_EXTRACTED DATA_
━━━━━━━━━━━━━━━━

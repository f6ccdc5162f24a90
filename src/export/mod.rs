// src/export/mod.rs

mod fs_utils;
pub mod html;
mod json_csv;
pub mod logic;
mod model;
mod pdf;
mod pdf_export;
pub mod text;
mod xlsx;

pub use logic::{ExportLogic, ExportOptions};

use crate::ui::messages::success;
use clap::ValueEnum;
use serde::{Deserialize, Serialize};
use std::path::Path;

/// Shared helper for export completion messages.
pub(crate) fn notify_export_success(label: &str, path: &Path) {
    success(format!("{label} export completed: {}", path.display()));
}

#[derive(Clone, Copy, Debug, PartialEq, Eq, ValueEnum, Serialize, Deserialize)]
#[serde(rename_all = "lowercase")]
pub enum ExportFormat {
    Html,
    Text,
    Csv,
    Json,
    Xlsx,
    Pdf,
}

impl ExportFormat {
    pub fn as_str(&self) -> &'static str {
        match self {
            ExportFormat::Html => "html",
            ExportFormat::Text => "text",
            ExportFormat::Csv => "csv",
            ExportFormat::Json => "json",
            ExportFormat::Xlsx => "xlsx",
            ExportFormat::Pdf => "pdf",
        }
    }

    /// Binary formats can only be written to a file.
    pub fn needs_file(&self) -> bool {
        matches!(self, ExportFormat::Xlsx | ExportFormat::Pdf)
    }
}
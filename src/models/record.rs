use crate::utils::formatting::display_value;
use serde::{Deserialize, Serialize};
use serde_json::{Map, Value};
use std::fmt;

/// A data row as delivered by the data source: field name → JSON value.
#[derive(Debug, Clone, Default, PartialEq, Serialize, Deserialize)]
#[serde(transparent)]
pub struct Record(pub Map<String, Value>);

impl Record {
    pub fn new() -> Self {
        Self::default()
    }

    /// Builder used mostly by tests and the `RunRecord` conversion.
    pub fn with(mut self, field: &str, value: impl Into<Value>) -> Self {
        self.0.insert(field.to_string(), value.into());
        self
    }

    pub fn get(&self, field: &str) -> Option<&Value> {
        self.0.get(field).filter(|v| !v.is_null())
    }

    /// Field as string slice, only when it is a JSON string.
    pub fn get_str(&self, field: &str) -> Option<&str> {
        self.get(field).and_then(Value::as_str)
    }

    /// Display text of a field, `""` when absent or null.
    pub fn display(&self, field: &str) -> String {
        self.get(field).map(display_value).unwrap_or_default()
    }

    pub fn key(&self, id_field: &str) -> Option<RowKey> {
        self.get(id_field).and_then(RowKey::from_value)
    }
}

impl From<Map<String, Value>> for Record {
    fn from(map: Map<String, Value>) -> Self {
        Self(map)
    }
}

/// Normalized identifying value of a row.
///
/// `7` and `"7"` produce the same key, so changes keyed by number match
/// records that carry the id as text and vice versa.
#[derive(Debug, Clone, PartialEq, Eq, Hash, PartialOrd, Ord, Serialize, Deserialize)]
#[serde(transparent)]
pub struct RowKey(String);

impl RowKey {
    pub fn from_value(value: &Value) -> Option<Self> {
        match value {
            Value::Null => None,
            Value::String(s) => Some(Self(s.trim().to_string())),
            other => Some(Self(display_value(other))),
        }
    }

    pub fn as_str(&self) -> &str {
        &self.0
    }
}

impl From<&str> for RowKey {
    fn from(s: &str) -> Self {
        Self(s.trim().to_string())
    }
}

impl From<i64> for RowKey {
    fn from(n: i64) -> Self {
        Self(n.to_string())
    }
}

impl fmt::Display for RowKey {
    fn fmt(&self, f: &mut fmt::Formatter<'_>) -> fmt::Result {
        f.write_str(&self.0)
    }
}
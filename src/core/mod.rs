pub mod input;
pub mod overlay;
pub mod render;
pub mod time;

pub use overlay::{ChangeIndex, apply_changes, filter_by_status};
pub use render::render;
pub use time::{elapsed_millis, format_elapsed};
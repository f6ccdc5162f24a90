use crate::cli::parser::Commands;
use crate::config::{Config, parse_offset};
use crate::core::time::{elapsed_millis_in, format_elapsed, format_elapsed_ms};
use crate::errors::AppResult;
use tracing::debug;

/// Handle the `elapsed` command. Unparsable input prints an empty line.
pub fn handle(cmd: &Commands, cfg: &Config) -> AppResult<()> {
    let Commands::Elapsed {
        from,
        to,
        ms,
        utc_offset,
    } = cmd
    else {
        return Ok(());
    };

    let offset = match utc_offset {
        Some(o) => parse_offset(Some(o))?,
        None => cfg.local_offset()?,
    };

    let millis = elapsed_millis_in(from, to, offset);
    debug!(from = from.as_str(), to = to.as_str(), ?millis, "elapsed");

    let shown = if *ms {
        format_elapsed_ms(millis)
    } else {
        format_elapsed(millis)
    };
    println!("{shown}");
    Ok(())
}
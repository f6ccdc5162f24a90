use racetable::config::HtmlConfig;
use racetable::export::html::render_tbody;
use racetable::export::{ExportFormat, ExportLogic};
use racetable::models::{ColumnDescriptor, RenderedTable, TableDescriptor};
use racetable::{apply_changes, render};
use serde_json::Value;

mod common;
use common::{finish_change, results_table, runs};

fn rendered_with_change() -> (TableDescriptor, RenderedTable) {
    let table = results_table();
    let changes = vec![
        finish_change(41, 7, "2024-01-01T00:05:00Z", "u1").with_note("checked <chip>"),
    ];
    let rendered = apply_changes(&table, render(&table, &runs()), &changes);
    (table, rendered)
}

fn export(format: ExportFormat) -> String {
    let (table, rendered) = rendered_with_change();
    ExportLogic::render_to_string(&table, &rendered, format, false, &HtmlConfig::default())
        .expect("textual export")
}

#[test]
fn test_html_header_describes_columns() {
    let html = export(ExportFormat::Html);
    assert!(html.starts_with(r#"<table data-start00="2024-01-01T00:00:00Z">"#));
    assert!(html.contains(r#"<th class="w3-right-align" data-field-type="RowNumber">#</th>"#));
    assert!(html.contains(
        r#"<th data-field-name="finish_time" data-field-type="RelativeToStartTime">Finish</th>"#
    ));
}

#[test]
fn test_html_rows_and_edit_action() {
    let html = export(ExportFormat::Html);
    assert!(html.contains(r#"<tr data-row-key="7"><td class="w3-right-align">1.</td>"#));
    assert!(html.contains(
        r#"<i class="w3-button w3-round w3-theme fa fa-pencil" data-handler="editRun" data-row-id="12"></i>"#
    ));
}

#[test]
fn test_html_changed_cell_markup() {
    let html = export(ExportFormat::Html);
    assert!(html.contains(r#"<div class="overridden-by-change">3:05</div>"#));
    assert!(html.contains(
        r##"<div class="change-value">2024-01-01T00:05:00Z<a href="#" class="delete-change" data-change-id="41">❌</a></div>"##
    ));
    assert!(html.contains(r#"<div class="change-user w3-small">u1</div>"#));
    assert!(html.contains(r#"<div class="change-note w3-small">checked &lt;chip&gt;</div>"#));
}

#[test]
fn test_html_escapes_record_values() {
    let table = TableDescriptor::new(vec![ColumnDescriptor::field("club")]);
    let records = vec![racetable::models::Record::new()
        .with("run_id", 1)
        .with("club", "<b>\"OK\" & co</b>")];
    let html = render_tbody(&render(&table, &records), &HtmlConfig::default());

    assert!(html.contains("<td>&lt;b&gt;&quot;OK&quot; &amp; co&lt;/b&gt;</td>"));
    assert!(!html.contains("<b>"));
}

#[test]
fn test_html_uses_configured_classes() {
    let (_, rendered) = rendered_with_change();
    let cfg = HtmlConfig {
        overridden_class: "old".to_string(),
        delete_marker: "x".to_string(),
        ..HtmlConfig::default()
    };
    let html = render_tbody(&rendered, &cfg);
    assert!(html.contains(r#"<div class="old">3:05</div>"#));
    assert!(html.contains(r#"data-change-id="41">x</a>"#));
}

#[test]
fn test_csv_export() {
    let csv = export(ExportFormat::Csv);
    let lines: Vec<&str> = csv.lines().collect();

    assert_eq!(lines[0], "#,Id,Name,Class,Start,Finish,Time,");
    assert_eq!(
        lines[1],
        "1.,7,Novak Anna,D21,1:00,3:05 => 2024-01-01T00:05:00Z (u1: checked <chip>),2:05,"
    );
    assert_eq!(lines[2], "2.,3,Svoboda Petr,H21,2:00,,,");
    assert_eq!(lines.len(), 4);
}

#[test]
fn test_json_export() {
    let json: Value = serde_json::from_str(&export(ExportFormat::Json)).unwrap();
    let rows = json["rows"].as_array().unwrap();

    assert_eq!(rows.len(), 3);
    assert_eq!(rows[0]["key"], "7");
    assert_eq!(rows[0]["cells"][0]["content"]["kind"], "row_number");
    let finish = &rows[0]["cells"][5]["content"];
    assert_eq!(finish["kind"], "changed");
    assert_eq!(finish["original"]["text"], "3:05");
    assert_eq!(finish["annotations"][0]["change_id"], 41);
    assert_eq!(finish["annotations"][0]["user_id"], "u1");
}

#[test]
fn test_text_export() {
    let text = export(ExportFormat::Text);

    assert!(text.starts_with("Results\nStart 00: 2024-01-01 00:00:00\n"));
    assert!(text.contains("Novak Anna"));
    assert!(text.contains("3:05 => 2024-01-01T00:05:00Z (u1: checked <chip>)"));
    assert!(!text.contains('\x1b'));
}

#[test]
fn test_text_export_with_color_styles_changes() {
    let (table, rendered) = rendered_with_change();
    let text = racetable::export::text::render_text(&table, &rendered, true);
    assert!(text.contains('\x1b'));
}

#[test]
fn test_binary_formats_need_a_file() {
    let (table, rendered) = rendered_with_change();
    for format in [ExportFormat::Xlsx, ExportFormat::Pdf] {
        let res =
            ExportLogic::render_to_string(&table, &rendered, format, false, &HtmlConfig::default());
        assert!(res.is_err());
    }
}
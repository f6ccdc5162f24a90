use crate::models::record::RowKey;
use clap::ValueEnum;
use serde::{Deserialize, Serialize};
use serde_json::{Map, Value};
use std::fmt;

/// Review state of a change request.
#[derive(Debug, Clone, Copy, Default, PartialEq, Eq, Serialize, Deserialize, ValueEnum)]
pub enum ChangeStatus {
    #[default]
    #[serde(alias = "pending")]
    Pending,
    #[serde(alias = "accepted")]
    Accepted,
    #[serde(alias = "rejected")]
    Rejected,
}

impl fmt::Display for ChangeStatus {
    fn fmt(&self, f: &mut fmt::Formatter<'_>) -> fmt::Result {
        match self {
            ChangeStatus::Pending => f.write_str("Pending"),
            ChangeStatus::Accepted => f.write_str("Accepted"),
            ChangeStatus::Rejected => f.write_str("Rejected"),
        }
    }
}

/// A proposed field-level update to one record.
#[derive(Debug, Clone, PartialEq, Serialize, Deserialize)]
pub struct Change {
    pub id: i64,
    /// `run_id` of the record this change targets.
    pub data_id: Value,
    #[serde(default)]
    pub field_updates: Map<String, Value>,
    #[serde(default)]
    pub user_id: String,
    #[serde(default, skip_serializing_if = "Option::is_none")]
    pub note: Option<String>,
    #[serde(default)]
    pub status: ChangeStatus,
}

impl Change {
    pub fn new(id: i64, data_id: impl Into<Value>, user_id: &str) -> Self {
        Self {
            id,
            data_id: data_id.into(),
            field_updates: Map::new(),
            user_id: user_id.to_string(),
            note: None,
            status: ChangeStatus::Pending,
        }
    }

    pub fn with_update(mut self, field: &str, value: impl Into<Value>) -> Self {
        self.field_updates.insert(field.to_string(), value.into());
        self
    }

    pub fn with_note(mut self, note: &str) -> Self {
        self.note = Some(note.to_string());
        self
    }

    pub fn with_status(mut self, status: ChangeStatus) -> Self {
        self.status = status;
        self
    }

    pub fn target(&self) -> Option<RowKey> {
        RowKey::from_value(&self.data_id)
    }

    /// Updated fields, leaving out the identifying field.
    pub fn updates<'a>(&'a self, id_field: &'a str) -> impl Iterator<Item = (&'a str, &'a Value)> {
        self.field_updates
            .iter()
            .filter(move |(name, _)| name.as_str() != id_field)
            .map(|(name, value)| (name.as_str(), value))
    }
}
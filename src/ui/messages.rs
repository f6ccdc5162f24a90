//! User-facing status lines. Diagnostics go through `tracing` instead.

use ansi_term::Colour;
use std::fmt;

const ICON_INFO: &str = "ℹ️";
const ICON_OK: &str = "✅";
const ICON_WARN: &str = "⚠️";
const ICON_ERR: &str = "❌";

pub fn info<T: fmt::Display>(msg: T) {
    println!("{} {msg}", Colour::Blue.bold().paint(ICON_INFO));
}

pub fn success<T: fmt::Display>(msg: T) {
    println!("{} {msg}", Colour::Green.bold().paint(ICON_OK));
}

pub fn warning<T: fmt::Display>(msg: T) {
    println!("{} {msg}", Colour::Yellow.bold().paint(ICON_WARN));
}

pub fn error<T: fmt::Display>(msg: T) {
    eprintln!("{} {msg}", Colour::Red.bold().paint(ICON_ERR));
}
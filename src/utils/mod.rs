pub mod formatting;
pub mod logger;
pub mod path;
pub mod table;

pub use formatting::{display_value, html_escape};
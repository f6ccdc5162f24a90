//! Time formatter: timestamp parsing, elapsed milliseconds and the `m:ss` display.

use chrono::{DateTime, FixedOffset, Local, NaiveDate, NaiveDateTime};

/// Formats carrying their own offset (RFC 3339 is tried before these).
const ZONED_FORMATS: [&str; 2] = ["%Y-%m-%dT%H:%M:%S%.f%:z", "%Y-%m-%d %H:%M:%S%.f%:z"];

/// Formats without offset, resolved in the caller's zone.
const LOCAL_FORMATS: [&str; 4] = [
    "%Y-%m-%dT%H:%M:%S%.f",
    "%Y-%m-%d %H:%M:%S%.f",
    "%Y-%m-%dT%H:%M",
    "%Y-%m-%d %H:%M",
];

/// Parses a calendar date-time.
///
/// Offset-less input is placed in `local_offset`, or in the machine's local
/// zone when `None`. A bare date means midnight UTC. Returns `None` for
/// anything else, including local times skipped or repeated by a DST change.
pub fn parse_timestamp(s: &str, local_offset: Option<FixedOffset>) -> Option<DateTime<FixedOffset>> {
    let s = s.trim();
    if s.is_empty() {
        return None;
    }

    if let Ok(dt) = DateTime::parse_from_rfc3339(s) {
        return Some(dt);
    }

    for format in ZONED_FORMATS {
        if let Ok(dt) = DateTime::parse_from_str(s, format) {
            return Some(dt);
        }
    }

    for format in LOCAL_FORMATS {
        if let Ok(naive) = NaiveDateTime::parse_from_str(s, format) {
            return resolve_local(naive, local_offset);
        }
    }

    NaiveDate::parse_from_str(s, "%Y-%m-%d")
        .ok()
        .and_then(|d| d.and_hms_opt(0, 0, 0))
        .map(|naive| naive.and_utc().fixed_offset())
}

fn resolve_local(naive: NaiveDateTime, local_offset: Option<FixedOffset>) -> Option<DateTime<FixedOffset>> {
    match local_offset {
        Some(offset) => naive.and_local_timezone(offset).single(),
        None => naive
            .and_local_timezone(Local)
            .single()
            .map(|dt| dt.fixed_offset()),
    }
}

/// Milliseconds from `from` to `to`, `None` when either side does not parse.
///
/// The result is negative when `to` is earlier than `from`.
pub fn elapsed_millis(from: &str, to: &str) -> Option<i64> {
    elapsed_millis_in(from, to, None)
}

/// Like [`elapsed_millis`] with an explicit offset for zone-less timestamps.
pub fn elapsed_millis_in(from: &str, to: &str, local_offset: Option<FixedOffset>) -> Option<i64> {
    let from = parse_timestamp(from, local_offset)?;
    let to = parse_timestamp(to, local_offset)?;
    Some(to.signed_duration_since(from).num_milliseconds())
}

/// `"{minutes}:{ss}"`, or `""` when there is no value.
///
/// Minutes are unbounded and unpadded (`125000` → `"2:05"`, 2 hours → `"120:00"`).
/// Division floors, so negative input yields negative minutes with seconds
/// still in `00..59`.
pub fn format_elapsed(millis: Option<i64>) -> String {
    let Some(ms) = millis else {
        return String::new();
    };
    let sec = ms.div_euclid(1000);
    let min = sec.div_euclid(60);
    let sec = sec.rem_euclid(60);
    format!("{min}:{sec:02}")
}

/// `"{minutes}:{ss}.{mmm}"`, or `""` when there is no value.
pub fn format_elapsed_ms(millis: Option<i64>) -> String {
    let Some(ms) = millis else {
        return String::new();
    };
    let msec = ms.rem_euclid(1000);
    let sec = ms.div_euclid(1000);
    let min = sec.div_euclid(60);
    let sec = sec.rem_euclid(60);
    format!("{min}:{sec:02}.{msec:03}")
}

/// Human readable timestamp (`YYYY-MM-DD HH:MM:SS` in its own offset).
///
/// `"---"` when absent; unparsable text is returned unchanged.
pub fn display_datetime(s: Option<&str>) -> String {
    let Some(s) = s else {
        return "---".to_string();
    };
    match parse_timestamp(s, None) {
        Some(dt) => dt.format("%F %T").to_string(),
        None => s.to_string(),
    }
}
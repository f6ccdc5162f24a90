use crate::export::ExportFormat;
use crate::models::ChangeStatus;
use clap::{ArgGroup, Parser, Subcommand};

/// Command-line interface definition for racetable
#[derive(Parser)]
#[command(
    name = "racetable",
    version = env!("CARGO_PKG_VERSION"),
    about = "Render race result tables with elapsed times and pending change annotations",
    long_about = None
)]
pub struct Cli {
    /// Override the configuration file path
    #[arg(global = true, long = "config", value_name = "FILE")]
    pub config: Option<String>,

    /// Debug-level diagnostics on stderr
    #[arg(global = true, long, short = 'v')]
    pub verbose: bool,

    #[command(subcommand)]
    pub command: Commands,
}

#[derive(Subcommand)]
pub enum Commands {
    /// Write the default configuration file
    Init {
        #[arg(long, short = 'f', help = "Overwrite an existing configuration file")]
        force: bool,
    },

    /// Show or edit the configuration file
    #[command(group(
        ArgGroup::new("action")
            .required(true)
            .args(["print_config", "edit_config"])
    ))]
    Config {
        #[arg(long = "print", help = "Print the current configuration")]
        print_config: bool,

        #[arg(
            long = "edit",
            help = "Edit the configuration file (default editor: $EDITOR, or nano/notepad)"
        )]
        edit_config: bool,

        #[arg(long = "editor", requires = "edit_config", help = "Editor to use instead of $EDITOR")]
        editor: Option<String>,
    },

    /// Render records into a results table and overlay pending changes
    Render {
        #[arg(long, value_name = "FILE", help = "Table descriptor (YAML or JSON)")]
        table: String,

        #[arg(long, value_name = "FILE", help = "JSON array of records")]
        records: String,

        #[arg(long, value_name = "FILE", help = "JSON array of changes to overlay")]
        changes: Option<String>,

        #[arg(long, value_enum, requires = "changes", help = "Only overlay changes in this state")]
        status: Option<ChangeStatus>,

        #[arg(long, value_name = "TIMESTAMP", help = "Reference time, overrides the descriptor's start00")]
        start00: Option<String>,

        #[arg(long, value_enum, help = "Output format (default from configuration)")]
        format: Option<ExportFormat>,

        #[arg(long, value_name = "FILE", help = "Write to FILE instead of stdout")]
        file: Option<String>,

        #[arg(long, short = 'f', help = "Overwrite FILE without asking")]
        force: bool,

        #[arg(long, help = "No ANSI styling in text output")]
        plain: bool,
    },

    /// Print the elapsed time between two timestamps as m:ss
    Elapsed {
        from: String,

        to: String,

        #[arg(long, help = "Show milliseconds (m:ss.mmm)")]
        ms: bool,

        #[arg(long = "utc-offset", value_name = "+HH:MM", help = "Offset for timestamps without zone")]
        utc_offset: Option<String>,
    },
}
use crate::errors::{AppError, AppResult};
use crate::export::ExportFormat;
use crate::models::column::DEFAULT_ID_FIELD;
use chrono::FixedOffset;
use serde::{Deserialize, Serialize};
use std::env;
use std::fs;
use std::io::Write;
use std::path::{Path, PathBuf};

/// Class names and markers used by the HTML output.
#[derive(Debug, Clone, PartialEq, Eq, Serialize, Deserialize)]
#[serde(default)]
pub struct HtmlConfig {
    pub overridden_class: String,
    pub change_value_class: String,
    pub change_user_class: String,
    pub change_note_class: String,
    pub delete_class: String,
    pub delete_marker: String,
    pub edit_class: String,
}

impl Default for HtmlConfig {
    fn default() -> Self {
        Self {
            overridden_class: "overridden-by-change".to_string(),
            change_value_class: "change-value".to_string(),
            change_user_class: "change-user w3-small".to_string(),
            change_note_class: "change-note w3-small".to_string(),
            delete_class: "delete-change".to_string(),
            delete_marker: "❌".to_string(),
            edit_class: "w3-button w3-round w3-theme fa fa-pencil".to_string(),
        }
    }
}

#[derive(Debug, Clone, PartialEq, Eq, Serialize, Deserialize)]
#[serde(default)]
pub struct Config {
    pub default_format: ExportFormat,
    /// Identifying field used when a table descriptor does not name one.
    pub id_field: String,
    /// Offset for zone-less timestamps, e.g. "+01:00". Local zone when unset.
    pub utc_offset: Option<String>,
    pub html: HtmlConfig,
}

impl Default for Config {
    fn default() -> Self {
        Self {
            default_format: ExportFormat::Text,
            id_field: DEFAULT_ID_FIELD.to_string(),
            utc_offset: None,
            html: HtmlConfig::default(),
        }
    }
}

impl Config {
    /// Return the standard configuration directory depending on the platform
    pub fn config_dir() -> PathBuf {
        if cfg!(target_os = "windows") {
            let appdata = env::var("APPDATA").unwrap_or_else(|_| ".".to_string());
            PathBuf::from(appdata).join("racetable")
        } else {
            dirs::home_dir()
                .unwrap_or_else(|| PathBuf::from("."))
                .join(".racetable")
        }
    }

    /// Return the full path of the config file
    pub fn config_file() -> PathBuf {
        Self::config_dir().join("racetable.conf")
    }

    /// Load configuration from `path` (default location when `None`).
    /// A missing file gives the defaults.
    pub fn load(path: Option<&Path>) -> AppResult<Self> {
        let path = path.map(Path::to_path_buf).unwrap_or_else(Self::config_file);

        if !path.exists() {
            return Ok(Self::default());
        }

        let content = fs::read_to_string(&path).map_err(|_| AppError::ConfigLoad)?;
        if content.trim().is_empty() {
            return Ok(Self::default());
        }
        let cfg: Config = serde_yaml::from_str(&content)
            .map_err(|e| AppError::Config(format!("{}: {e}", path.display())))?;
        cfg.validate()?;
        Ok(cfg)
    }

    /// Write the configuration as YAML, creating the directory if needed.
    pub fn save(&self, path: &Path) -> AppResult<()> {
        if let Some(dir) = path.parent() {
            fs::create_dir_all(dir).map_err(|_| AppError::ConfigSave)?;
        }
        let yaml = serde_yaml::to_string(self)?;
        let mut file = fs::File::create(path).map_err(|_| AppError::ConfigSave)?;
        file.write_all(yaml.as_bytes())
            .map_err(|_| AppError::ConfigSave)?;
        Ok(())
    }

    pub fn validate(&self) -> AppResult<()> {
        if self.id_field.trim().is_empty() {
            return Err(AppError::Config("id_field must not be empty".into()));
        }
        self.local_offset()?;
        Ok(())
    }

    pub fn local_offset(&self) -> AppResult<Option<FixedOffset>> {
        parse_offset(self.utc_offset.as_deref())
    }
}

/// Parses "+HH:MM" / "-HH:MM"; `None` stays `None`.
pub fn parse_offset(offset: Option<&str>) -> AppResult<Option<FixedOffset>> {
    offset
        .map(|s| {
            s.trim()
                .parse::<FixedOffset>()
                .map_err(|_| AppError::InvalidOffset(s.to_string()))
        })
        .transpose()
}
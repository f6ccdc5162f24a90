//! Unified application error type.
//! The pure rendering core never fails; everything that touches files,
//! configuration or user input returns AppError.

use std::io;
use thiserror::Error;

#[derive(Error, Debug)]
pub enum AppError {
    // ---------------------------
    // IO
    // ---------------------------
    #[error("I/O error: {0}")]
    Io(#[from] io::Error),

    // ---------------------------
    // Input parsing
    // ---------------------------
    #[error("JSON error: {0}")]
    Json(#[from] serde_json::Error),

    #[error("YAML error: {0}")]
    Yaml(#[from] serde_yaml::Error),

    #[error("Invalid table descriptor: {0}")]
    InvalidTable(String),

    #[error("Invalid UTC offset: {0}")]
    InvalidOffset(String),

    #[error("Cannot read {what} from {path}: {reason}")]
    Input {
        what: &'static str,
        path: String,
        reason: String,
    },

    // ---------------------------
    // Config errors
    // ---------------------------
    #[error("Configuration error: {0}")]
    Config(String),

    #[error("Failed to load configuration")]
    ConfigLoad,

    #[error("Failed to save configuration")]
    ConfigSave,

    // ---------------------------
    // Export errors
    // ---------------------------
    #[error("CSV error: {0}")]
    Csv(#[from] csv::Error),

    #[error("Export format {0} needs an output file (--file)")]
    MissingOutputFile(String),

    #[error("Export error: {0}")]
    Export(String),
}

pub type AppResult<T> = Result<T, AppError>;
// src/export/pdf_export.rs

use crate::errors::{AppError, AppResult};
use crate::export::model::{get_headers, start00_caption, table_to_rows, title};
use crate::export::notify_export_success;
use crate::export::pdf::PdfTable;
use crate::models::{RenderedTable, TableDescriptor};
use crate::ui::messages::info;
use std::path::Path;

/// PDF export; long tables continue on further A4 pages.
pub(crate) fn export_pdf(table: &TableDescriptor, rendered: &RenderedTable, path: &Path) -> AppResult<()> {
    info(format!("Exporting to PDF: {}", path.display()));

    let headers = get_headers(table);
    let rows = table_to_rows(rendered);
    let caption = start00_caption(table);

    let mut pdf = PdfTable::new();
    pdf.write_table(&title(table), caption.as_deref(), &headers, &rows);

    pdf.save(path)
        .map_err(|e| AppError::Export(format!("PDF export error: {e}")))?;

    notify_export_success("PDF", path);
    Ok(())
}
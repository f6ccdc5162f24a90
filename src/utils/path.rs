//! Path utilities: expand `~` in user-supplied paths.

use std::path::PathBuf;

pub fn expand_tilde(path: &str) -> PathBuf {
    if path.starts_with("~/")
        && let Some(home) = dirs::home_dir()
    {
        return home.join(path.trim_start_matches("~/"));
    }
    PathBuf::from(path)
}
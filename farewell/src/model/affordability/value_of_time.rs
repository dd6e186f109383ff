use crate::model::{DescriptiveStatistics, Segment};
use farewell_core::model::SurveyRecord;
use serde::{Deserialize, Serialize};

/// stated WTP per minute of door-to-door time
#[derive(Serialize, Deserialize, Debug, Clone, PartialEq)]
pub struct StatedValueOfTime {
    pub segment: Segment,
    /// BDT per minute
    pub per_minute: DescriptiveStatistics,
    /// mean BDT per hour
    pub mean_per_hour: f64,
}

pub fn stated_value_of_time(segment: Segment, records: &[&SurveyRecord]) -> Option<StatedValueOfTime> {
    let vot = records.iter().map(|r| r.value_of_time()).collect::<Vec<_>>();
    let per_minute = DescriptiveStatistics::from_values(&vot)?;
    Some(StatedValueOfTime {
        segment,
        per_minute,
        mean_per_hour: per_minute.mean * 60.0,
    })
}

━━━━━━━━━━━━━━━━

_TASK PROMPT_
Show, from the listing above, every line holding the word "messages".

_SOLUTION TO THIS EXERCISE_
use crate::ui::messages::success;
/// Shared helper for export completion messages.
filename src/ui/messages.rs
use crate::ui::messages::info;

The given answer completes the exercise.